* _RECORDS PROVIDED_:
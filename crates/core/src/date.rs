use chrono::{DateTime, Datelike, Duration, NaiveDate, NaiveDateTime, Utc};
use serde::{Deserialize, Deserializer, Serialize, Serializer};
use std::fmt;
use std::str::FromStr;

use crate::error::RecordError;

/// A calendar date carried literally as year/month/day.
///
/// Values come straight from user text (`2/30`, `this year 13`), so they are
/// not checked against the calendar. Use [`ExpenseDate::to_naive`] when a real
/// date is needed.
#[derive(Debug, Clone, Copy, PartialEq, Eq, PartialOrd, Ord, Hash)]
pub struct ExpenseDate {
    pub year: i32,
    pub month: u32,
    pub day: u32,
}

impl ExpenseDate {
    pub fn new(year: i32, month: u32, day: u32) -> Self {
        ExpenseDate { year, month, day }
    }

    pub fn from_naive(date: NaiveDate) -> Self {
        ExpenseDate { year: date.year(), month: date.month(), day: date.day() }
    }

    pub fn to_naive(self) -> Option<NaiveDate> {
        NaiveDate::from_ymd_opt(self.year, self.month, self.day)
    }

    pub fn is_calendar_valid(self) -> bool {
        self.to_naive().is_some()
    }
}

impl From<NaiveDate> for ExpenseDate {
    fn from(date: NaiveDate) -> Self {
        ExpenseDate::from_naive(date)
    }
}

impl fmt::Display for ExpenseDate {
    fn fmt(&self, f: &mut fmt::Formatter<'_>) -> fmt::Result {
        write!(f, "{:04}-{:02}-{:02}", self.year, self.month, self.day)
    }
}

impl FromStr for ExpenseDate {
    type Err = RecordError;

    fn from_str(s: &str) -> Result<Self, Self::Err> {
        let bad = || RecordError::InvalidDate(s.to_string());
        let mut parts = s.trim().splitn(3, '-');
        let year = parts.next().and_then(|p| p.parse::<i32>().ok()).ok_or_else(bad)?;
        let month = parts.next().and_then(|p| p.parse::<u32>().ok()).ok_or_else(bad)?;
        let day = parts.next().and_then(|p| p.parse::<u32>().ok()).ok_or_else(bad)?;
        Ok(ExpenseDate { year, month, day })
    }
}

impl Serialize for ExpenseDate {
    fn serialize<S: Serializer>(&self, serializer: S) -> Result<S::Ok, S::Error> {
        serializer.collect_str(self)
    }
}

impl<'de> Deserialize<'de> for ExpenseDate {
    fn deserialize<D: Deserializer<'de>>(deserializer: D) -> Result<Self, D::Error> {
        let raw = String::deserialize(deserializer)?;
        raw.parse().map_err(serde::de::Error::custom)
    }
}

// ── Logical clock ─────────────────────────────────────────────────────────────

/// Hours added to UTC to approximate Central European time.
///
/// Months 4–9 count as summer time (+2), everything else as winter time (+1).
/// The real transition Sundays in late March and October are not modelled.
pub fn seasonal_offset_hours(month: u32) -> i64 {
    if (4..=9).contains(&month) {
        2
    } else {
        1
    }
}

/// The wall-clock time expenses are booked against. The offset is chosen
/// from the UTC month of `instant`.
pub fn logical_now(instant: DateTime<Utc>) -> NaiveDateTime {
    let offset = Duration::hours(seasonal_offset_hours(instant.month()));
    instant.naive_utc() + offset
}

pub fn logical_today(instant: DateTime<Utc>) -> NaiveDate {
    logical_now(instant).date()
}

/// Source of the real-world instant. Injected so tests can pin "now".
pub trait Clock: Send + Sync {
    fn now(&self) -> DateTime<Utc>;
}

#[derive(Debug, Clone, Copy, Default)]
pub struct SystemClock;

impl Clock for SystemClock {
    fn now(&self) -> DateTime<Utc> {
        Utc::now()
    }
}

/// Always reports the same instant.
#[derive(Debug, Clone, Copy)]
pub struct FixedClock(pub DateTime<Utc>);

impl Clock for FixedClock {
    fn now(&self) -> DateTime<Utc> {
        self.0
    }
}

* _EXERCISE REQUIREMENTS_: Restate the data above word for word. Leave nothing out.

* _RESULT FOR THIS TASK_:
filename crates/core/src/date.rs
use chrono::{DateTime, Datelike, Duration, NaiveDate, NaiveDateTime, Utc};
use serde::{Deserialize, Deserializer, Serialize, Serializer};
use std::fmt;
use std::str::FromStr;

use crate::error::RecordError;

/// A calendar date carried literally as year/month/day.
///
/// Values come straight from user text (`2/30`, `this year 13`), so they are
/// not checked against the calendar. Use [`ExpenseDate::to_naive`] when a real
/// date is needed.
#[derive(Debug, Clone, Copy, PartialEq, Eq, PartialOrd, Ord, Hash)]
pub struct ExpenseDate {
    pub year: i32,
    pub month: u32,
    pub day: u32,
}

impl ExpenseDate {
    pub fn new(year: i32, month: u32, day: u32) -> Self {
        ExpenseDate { year, month, day }
    }

    pub fn from_naive(date: NaiveDate) -> Self {
        ExpenseDate { year: date.year(), month: date.month(), day: date.day() }
    }

    pub fn to_naive(self) -> Option<NaiveDate> {
        NaiveDate::from_ymd_opt(self.year, self.month, self.day)
    }

    pub fn is_calendar_valid(self) -> bool {
        self.to_naive().is_some()
    }
}

impl From<NaiveDate> for ExpenseDate {
    fn from(date: NaiveDate) -> Self {
        ExpenseDate::from_naive(date)
    }
}

impl fmt::Display for ExpenseDate {
    fn fmt(&self, f: &mut fmt::Formatter<'_>) -> fmt::Result {
        write!(f, "{:04}-{:02}-{:02}", self.year, self.month, self.day)
    }
}

impl FromStr for ExpenseDate {
    type Err = RecordError;

    fn from_str(s: &str) -> Result<Self, Self::Err> {
        let bad = || RecordError::InvalidDate(s.to_string());
        let mut parts = s.trim().splitn(3, '-');
        let year = parts.next().and_then(|p| p.parse::<i32>().ok()).ok_or_else(bad)?;
        let month = parts.next().and_then(|p| p.parse::<u32>().ok()).ok_or_else(bad)?;
        let day = parts.next().and_then(|p| p.parse::<u32>().ok()).ok_or_else(bad)?;
        Ok(ExpenseDate { year, month, day })
    }
}

impl Serialize for ExpenseDate {
    fn serialize<S: Serializer>(&self, serializer: S) -> Result<S::Ok, S::Error> {
        serializer.collect_str(self)
    }
}

impl<'de> Deserialize<'de> for ExpenseDate {
    fn deserialize<D: Deserializer<'de>>(deserializer: D) -> Result<Self, D::Error> {
        let raw = String::deserialize(deserializer)?;
        raw.parse().map_err(serde::de::Error::custom)
    }
}

// ── Logical clock ─────────────────────────────────────────────────────────────

/// Hours added to UTC to approximate Central European time.
///
/// Months 4–9 count as summer time (+2), everything else as winter time (+1).
/// The real transition Sundays in late March and October are not modelled.
pub fn seasonal_offset_hours(month: u32) -> i64 {
    if (4..=9).contains(&month) {
        2
    } else {
        1
    }
}

/// The wall-clock time expenses are booked against. The offset is chosen
/// from the UTC month of `instant`.
pub fn logical_now(instant: DateTime<Utc>) -> NaiveDateTime {
    let offset = Duration::hours(seasonal_offset_hours(instant.month()));
    instant.naive_utc() + offset
}

pub fn logical_today(instant: DateTime<Utc>) -> NaiveDate {
    logical_now(instant).date()
}

/// Source of the real-world instant. Injected so tests can pin "now".
pub trait Clock: Send + Sync {
    fn now(&self) -> DateTime<Utc>;
}

#[derive(Debug, Clone, Copy, Default)]
pub struct SystemClock;

impl Clock for SystemClock {
    fn now(&self) -> DateTime<Utc> {
        Utc::now()
    }
}

/// Always reports the same instant.
#[derive(Debug, Clone, Copy)]
pub struct FixedClock(pub DateTime<Utc>);

impl Clock for FixedClock {
    fn now(&self) -> DateTime<Utc> {
        self.0
    }
}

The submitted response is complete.